---- Data supplied
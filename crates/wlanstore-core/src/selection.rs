// ── Network selection status ──
//
// Each profile carries a small state machine deciding whether network
// selection may pick it. Failures are counted per reason; a reason takes
// effect once its count reaches the configured threshold.

use std::collections::BTreeMap;

use serde::{Deserialize, Serialize};
use strum::{Display, EnumIter, EnumString};

use crate::config::SelectionPolicy;
use crate::model::ScanDetail;

/// Why a profile was disabled. Declaration order matters: every reason from
/// `AuthenticationNoCredentials` on is permanent.
#[derive(
    Debug, Clone, Copy, PartialEq, Eq, Hash, PartialOrd, Ord, Serialize, Deserialize, Display, EnumString, EnumIter,
)]
#[strum(serialize_all = "snake_case")]
#[serde(rename_all = "snake_case")]
pub enum DisableReason {
    Enable,
    BadLink,
    AssociationRejection,
    AuthenticationFailure,
    DhcpFailure,
    DnsFailure,
    NoInternetTemporary,
    WpsStart,
    TlsVersionMismatch,
    AuthenticationNoCredentials,
    NoInternetPermanent,
    ByWifiManager,
    ByUserSwitch,
    ByWrongPassword,
    AuthenticationNoSubscription,
}

impl DisableReason {
    pub fn is_temporary(self) -> bool {
        self > Self::Enable && self < Self::AuthenticationNoCredentials
    }

    pub fn is_permanent(self) -> bool {
        self >= Self::AuthenticationNoCredentials
    }
}

#[derive(Debug, Clone, Copy, PartialEq, Eq, Default, Serialize, Deserialize, Display)]
#[serde(rename_all = "snake_case")]
pub enum SelectionState {
    #[default]
    Enabled,
    TemporarilyDisabled,
    PermanentlyDisabled,
}

/// The externally observable result of recording a reason.
#[derive(Debug, Clone, Copy, PartialEq, Eq)]
pub enum Transition {
    /// Counted, below threshold, nothing visible changed.
    Unchanged,
    Enabled,
    TemporarilyDisabled(DisableReason),
    PermanentlyDisabled(DisableReason),
}

/// Candidate chosen by the last network selection pass.
#[derive(Debug, Clone, PartialEq, Eq, Serialize, Deserialize)]
pub struct Candidate {
    pub scan: ScanDetail,
    pub score: i32,
}

#[derive(Debug, Clone, PartialEq, Eq, Default, Serialize, Deserialize)]
#[serde(default)]
pub struct SelectionStatus {
    state: SelectionState,
    reason: Option<DisableReason>,
    /// Elapsed-time millis when the current disable took effect.
    disable_time_ms: Option<u64>,
    failure_counts: BTreeMap<DisableReason, u32>,

    pub has_ever_connected: bool,
    /// Config key of the profile the user preferred over this one.
    pub connect_choice: Option<String>,
    pub connect_choice_time_ms: Option<i64>,
    pub candidate: Option<Candidate>,
    pub seen_in_last_qualified_network_selection: bool,
    pub not_recommended: bool,
}

impl SelectionStatus {
    pub fn state(&self) -> SelectionState {
        self.state
    }

    pub fn disable_reason(&self) -> Option<DisableReason> {
        self.reason
    }

    pub fn disable_time_ms(&self) -> Option<u64> {
        self.disable_time_ms
    }

    pub fn failure_count(&self, reason: DisableReason) -> u32 {
        self.failure_counts.get(&reason).copied().unwrap_or(0)
    }

    pub fn is_enabled(&self) -> bool {
        self.state == SelectionState::Enabled
    }

    pub fn is_temporarily_disabled(&self) -> bool {
        self.state == SelectionState::TemporarilyDisabled
    }

    pub fn is_permanently_disabled(&self) -> bool {
        self.state == SelectionState::PermanentlyDisabled
    }

    /// Record a failure (or an explicit enable) observed at `now_ms`
    /// elapsed time.
    pub fn record(&mut self, reason: DisableReason, policy: &SelectionPolicy, now_ms: u64) -> Transition {
        if reason == DisableReason::Enable {
            self.enable();
            return Transition::Enabled;
        }

        let count = self.failure_counts.entry(reason).or_insert(0);
        *count = count.saturating_add(1);
        if *count < policy.get(reason).threshold {
            return Transition::Unchanged;
        }

        self.reason = Some(reason);
        self.disable_time_ms = Some(now_ms);
        if reason.is_temporary() {
            self.state = SelectionState::TemporarilyDisabled;
            Transition::TemporarilyDisabled(reason)
        } else {
            self.state = SelectionState::PermanentlyDisabled;
            Transition::PermanentlyDisabled(reason)
        }
    }

    /// Re-enable a temporarily disabled profile whose timeout has passed.
    /// Returns whether the profile was re-enabled.
    pub fn try_enable(&mut self, policy: &SelectionPolicy, now_ms: u64) -> bool {
        if self.state != SelectionState::TemporarilyDisabled {
            return false;
        }
        let (Some(reason), Some(since)) = (self.reason, self.disable_time_ms) else {
            return false;
        };
        let Some(timeout) = policy.get(reason).timeout_ms else {
            return false;
        };
        if now_ms >= since.saturating_add(timeout) {
            self.enable();
            return true;
        }
        false
    }

    fn enable(&mut self) {
        self.state = SelectionState::Enabled;
        self.reason = None;
        self.disable_time_ms = None;
        self.failure_counts.clear();
    }

    /// Forget accumulated failures without touching the current state.
    pub fn clear_failure_counts(&mut self) {
        self.failure_counts.clear();
    }

    pub fn set_connect_choice(&mut self, config_key: String, now_wall_ms: i64) {
        self.connect_choice = Some(config_key);
        self.connect_choice_time_ms = Some(now_wall_ms);
    }

    pub fn clear_connect_choice(&mut self) {
        self.connect_choice = None;
        self.connect_choice_time_ms = None;
    }
}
--------
Action item:
All records must be repeated exactly, with none skipped.

Reply to the task:
filename crates/wlanstore-core/src/selection.rs
// ── Network selection status ──
//
// Each profile carries a small state machine deciding whether network
// selection may pick it. Failures are counted per reason; a reason takes
// effect once its count reaches the configured threshold.

use std::collections::BTreeMap;

use serde::{Deserialize, Serialize};
use strum::{Display, EnumIter, EnumString};

use crate::config::SelectionPolicy;
use crate::model::ScanDetail;

/// Why a profile was disabled. Declaration order matters: every reason from
/// `AuthenticationNoCredentials` on is permanent.
#[derive(
    Debug, Clone, Copy, PartialEq, Eq, Hash, PartialOrd, Ord, Serialize, Deserialize, Display, EnumString, EnumIter,
)]
#[strum(serialize_all = "snake_case")]
#[serde(rename_all = "snake_case")]
pub enum DisableReason {
    Enable,
    BadLink,
    AssociationRejection,
    AuthenticationFailure,
    DhcpFailure,
    DnsFailure,
    NoInternetTemporary,
    WpsStart,
    TlsVersionMismatch,
    AuthenticationNoCredentials,
    NoInternetPermanent,
    ByWifiManager,
    ByUserSwitch,
    ByWrongPassword,
    AuthenticationNoSubscription,
}

impl DisableReason {
    pub fn is_temporary(self) -> bool {
        self > Self::Enable && self < Self::AuthenticationNoCredentials
    }

    pub fn is_permanent(self) -> bool {
        self >= Self::AuthenticationNoCredentials
    }
}

#[derive(Debug, Clone, Copy, PartialEq, Eq, Default, Serialize, Deserialize, Display)]
#[serde(rename_all = "snake_case")]
pub enum SelectionState {
    #[default]
    Enabled,
    TemporarilyDisabled,
    PermanentlyDisabled,
}

/// The externally observable result of recording a reason.
#[derive(Debug, Clone, Copy, PartialEq, Eq)]
pub enum Transition {
    /// Counted, below threshold, nothing visible changed.
    Unchanged,
    Enabled,
    TemporarilyDisabled(DisableReason),
    PermanentlyDisabled(DisableReason),
}

/// Candidate chosen by the last network selection pass.
#[derive(Debug, Clone, PartialEq, Eq, Serialize, Deserialize)]
pub struct Candidate {
    pub scan: ScanDetail,
    pub score: i32,
}

#[derive(Debug, Clone, PartialEq, Eq, Default, Serialize, Deserialize)]
#[serde(default)]
pub struct SelectionStatus {
    state: SelectionState,
    reason: Option<DisableReason>,
    /// Elapsed-time millis when the current disable took effect.
    disable_time_ms: Option<u64>,
    failure_counts: BTreeMap<DisableReason, u32>,

    pub has_ever_connected: bool,
    /// Config key of the profile the user preferred over this one.
    pub connect_choice: Option<String>,
    pub connect_choice_time_ms: Option<i64>,
    pub candidate: Option<Candidate>,
    pub seen_in_last_qualified_network_selection: bool,
    pub not_recommended: bool,
}

impl SelectionStatus {
    pub fn state(&self) -> SelectionState {
        self.state
    }

    pub fn disable_reason(&self) -> Option<DisableReason> {
        self.reason
    }

    pub fn disable_time_ms(&self) -> Option<u64> {
        self.disable_time_ms
    }

    pub fn failure_count(&self, reason: DisableReason) -> u32 {
        self.failure_counts.get(&reason).copied().unwrap_or(0)
    }

    pub fn is_enabled(&self) -> bool {
        self.state == SelectionState::Enabled
    }

    pub fn is_temporarily_disabled(&self) -> bool {
        self.state == SelectionState::TemporarilyDisabled
    }

    pub fn is_permanently_disabled(&self) -> bool {
        self.state == SelectionState::PermanentlyDisabled
    }

    /// Record a failure (or an explicit enable) observed at `now_ms`
    /// elapsed time.
    pub fn record(&mut self, reason: DisableReason, policy: &SelectionPolicy, now_ms: u64) -> Transition {
        if reason == DisableReason::Enable {
            self.enable();
            return Transition::Enabled;
        }

        let count = self.failure_counts.entry(reason).or_insert(0);
        *count = count.saturating_add(1);
        if *count < policy.get(reason).threshold {
            return Transition::Unchanged;
        }

        self.reason = Some(reason);
        self.disable_time_ms = Some(now_ms);
        if reason.is_temporary() {
            self.state = SelectionState::TemporarilyDisabled;
            Transition::TemporarilyDisabled(reason)
        } else {
            self.state = SelectionState::PermanentlyDisabled;
            Transition::PermanentlyDisabled(reason)
        }
    }

    /// Re-enable a temporarily disabled profile whose timeout has passed.
    /// Returns whether the profile was re-enabled.
    pub fn try_enable(&mut self, policy: &SelectionPolicy, now_ms: u64) -> bool {
        if self.state != SelectionState::TemporarilyDisabled {
            return false;
        }
        let (Some(reason), Some(since)) = (self.reason, self.disable_time_ms) else {
            return false;
        };
        let Some(timeout) = policy.get(reason).timeout_ms else {
            return false;
        };
        if now_ms >= since.saturating_add(timeout) {
            self.enable();
            return true;
        }
        false
    }

    fn enable(&mut self) {
        self.state = SelectionState::Enabled;
        self.reason = None;
        self.disable_time_ms = None;
        self.failure_counts.clear();
    }

    /// Forget accumulated failures without touching the current state.
    pub fn clear_failure_counts(&mut self) {
        self.failure_counts.clear();
    }

    pub fn set_connect_choice(&mut self, config_key: String, now_wall_ms: i64) {
        self.connect_choice = Some(config_key);
        self.connect_choice_time_ms = Some(now_wall_ms);
    }

    pub fn clear_connect_choice(&mut self) {
        self.connect_choice = None;
        self.connect_choice_time_ms = None;
    }
}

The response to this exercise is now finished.